As my last post discussed, my project this summer deals with a series of monthly reports by public health nurses in 1930s Native American communities. Each report includes statistics and a narrative description of the nurse’s work. The narratives are often detailed and evocative, and sometimes represent indigenous voices—those of the handful of Native women who worked as public health nurses for the Office of Indian Affairs. However, the voices of Native patients are always filtered through the nurse’s perspective. I thought the statistical reports might offer a closer look at how patients, their families and their communities were actually responding to the federal government’s health program, and I have been working with the Studio this summer on cleaning and visualizing a large portion of that data.
For many reasons, rooted in both historical and personal experience, Native patients and families often refused treatment in hospitals and rejected public health nurses’ advice. Because of this resistance, field nurses kept track of who told them about new cases. One of the categories of reports was “By family.” This statistic is nowhere near a perfect measurement of Native families’ trust in public health nurses. For one thing, healthcare options in 1930s reservations were usually limited and health conditions dire, so reporting a problem to a field nurse could be a last resort. There’s also plenty of potential for inaccuracy and inconsistency in the numbers themselves, as I discussed in my previous post. However, these statistics do offer a different way to look at Native families’ actions and choices.

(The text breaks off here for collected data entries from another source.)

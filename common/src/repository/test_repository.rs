use std::sync::Mutex;

use async_trait::async_trait;
use mongodb::bson::{self, oid::ObjectId, Bson};
use serde::{de::DeserializeOwned, Serialize};

use crate::error;

use super::{Entity, Repository};

/// In-memory stand-in for `MongoRepository`, backed by a vector of bson
/// documents so field lookups behave like their mongo counterparts.
pub struct TestRepository<T> {
    _t: std::marker::PhantomData<T>,
    pub db: Mutex<Vec<Bson>>,
}

impl<T> TestRepository<T> {
    pub fn new() -> Self {
        Self {
            _t: std::marker::PhantomData,
            db: Mutex::new(Vec::new()),
        }
    }
}

impl<T> Default for TestRepository<T> {
    fn default() -> Self {
        Self::new()
    }
}

#[async_trait]
impl<T> Repository<T> for TestRepository<T>
where
    T: Entity + Clone + PartialEq + Send + Sync + Serialize + DeserializeOwned,
{
    async fn insert(&self, item: &T) -> error::Result<bool> {
        let mut db = self.db.lock().unwrap();
        let contains = db
            .iter()
            .any(|x| x.as_document().unwrap().get_object_id("id").unwrap() == item.id());
        if !contains {
            db.push(bson::to_bson(&item).unwrap());
        }
        Ok(!contains)
    }

    async fn find(&self, field: &str, value: &Bson) -> error::Result<Option<T>> {
        let db = self.db.lock().unwrap();
        Ok(db
            .iter()
            .find(|x| x.as_document().unwrap().get(field) == Some(value))
            .cloned()
            .map(|x| bson::from_bson(x).unwrap()))
    }

    async fn find_many(&self, field: &str, value: &Bson) -> error::Result<Vec<T>> {
        let db = self.db.lock().unwrap();
        Ok(db
            .iter()
            .filter(|x| x.as_document().unwrap().get(field) == Some(value))
            .map(|x| bson::from_bson(x.clone()).unwrap())
            .collect())
    }

    async fn find_all(&self, skip: u32, limit: u32) -> error::Result<Vec<T>> {
        let limit = if limit == 0 { usize::MAX } else { limit as usize };
        let db = self.db.lock().unwrap();
        Ok(db
            .iter()
            .skip(skip as usize)
            .take(limit)
            .map(|x| bson::from_bson(x.clone()).unwrap())
            .collect())
    }

    async fn update(&self, item: &T) -> error::Result<bool> {
        let mut db = self.db.lock().unwrap();
        let pos = db
            .iter()
            .position(|x| x.as_document().unwrap().get_object_id("id").unwrap() == item.id());
        if let Some(pos) = pos {
            db[pos] = bson::to_bson(&item).unwrap();
        }
        Ok(pos.is_some())
    }

    async fn delete(&self, field: &str, id: &ObjectId) -> error::Result<Option<T>> {
        let mut db = self.db.lock().unwrap();
        let pos = db
            .iter()
            .position(|x| &x.as_document().unwrap().get_object_id(field).unwrap() == id);
        Ok(pos.map(|pos| bson::from_bson(db.remove(pos)).unwrap()))
    }
}
use actix_web::{dev::Payload, web, FromRequest, HttpRequest};
use futures::future::LocalBoxFuture;

use common::{
    auth::Auth,
    entities::user::{Role, User},
    error::{self, AddCode, ServiceError},
};

use crate::repositories::user::UserRepository;

/// Resolves the bearer token to the stored account. Inactive and deleted
/// accounts fail with 401 even when the token itself is still valid.
pub struct AuthUser(pub User);

impl FromRequest for AuthUser {
    type Error = ServiceError;
    type Future = LocalBoxFuture<'static, Result<Self, Self::Error>>;

    fn from_request(req: &HttpRequest, _payload: &mut Payload) -> Self::Future {
        let req = req.clone();
        Box::pin(async move {
            let token = req
                .headers()
                .get("Authorization")
                .and_then(|value| value.to_str().ok())
                .and_then(|value| value.strip_prefix("Bearer "));
            let Some(token) = token else {
                return Err(anyhow::anyhow!("Anmeldung erforderlich").code(401));
            };

            let auth = Auth::from_token(token)?;
            let Some(id) = auth.id() else {
                return Err(anyhow::anyhow!("Anmeldung erforderlich").code(401));
            };

            let users = req
                .app_data::<web::Data<UserRepository>>()
                .ok_or_else(|| anyhow::anyhow!("User repository is not configured").code(500))?;
            let Some(user) = users.find(&id).await? else {
                return Err(anyhow::anyhow!("Benutzer nicht gefunden").code(401));
            };
            if !user.is_active {
                return Err(anyhow::anyhow!("Konto ist deaktiviert").code(401));
            }
            Ok(AuthUser(user))
        })
    }
}

pub fn require_admin(user: &User) -> error::Result<()> {
    match user.role {
        Role::Admin => Ok(()),
        Role::Customer => Err(anyhow::anyhow!("Nur für Administratoren").code(403)),
    }
}

pub fn client_ip(req: &HttpRequest) -> Option<String> {
    req.peer_addr().map(|addr| addr.ip().to_string())
}

pub fn user_agent(req: &HttpRequest) -> Option<String> {
    req.headers()
        .get("User-Agent")
        .and_then(|value| value.to_str().ok())
        .map(str::to_string)
}
use actix_web::{http::StatusCode, HttpResponse};
use serde_json::json;

pub type Result<T> = std::result::Result<T, ServiceError>;

#[derive(Debug)]
pub struct ServiceError {
    err: anyhow::Error,
    code: u16,
}

impl ServiceError {
    pub fn code(&self) -> u16 {
        self.code
    }
}

impl std::fmt::Display for ServiceError {
    fn fmt(&self, f: &mut std::fmt::Formatter<'_>) -> std::fmt::Result {
        write!(f, "{}", self.err)
    }
}

impl actix_web::error::ResponseError for ServiceError {
    fn status_code(&self) -> StatusCode {
        StatusCode::from_u16(self.code).unwrap_or(StatusCode::INTERNAL_SERVER_ERROR)
    }

    fn error_response(&self) -> HttpResponse {
        HttpResponse::build(self.status_code()).json(json!({
            "success": false,
            "message": self.err.to_string(),
        }))
    }
}

impl<E> From<E> for ServiceError
where
    E: Into<anyhow::Error>,
{
    fn from(err: E) -> Self {
        Self {
            err: err.into(),
            code: 500,
        }
    }
}

/// Attaches an HTTP status code to an `anyhow` error, turning it into a
/// `ServiceError` that actix can render.
pub trait AddCode {
    fn code(self, code: u16) -> ServiceError;
}

impl AddCode for anyhow::Error {
    fn code(self, code: u16) -> ServiceError {
        ServiceError { err: self, code }
    }
}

I used Excel visualizations to look at the patterns in the number and the percentage of new cases reported by families. Excel’s “slicer” feature allows me to quickly break down a chart based on a large dataset and see individual patterns. I can compare a particular nurse’s statistics with her narratives and add depth to both sources. Here’s an example:
In March of 1934, field nurse Georgia Lyle, a white woman, was transferred from the Eastern Cherokee community in North Carolina to the Fort Berthold Reservation in North Dakota. In April, she noted that people said they had been waiting for a field nurse for seven years, and that the agency had “bought and worn out two field nurse’s cars without ever having a field nurse.” The claim that the community really wanted a public health nurse matches the statistics for Lyle’s first full month on the job, when families reported 94% of new cases. However, the following months show a striking change, with smaller and smaller percentages of the new cases reported by families.
And at the same time, the actual number of new cases per month stayed fairly consistent (with an unusually large number in October. It’s not completely clear why so many more cases were reported by “others” in this month, but Lyle’s narrative mentions at least one teacher who told her about a case.)
So, what happened? Why were families less and less inclined to report new cases to Lyle after her first month of work?
In June, Lyle wrote about her feelings of inadequacy and the difficulty of truly improving public health in the face of drought and pervasive poverty. In August, she wrote, “While it has been a pleasure to work with the Indians on this reservation I do not see how a field nurse can accomplish anything without the cooperation of the Agency physician.” The physician disapproved of public health nursing (a common attitude, since many physicians saw it as a threat to their authority) and blocked Lyle from performing several of her expected tasks. Beyond that, Lyle portrayed him as someone who resented his Native patients and saw them as obstacles to his own professional advancement. She reported that he said, “I do not need a field nurse but I do want another nurse in the hospital. If I had more help and could get these Indians to let me do two hundred (200) major operations I could get to be a fellow of the American College of Surgeons.”
This kind of attitude was common. A great deal has been written both about the exploitation of indigenous patients in general, and specifically about the Office of Indian Affairs’ issues with under-qualified and even abusive personnel. Native author Zitkála-Šá wrote in 1900 that Native American boarding schools were more of a charity for indifferent and incompetent employees than for their students, and she specifically mentioned a school doctor.
So, it’s easy to understand why the Fort Berthold community might have been eager to see a new health worker and then disillusioned when the limits of her work became clear. If that’s the story behind the graph, it’s infuriating, but also illuminating. Many field nurses complained that Native patients were fatalistic about their health problems, but this combination of statistics and text shows patients’ families acting in pursuit of better health.
I hope there’s more to this story; there certainly are other interpretations of this data, and I have several more years’ worth of statistics to analyze. It’s also one of many stories I hope to draw out of the source material with the help of the digital skills I’ve learned this summer.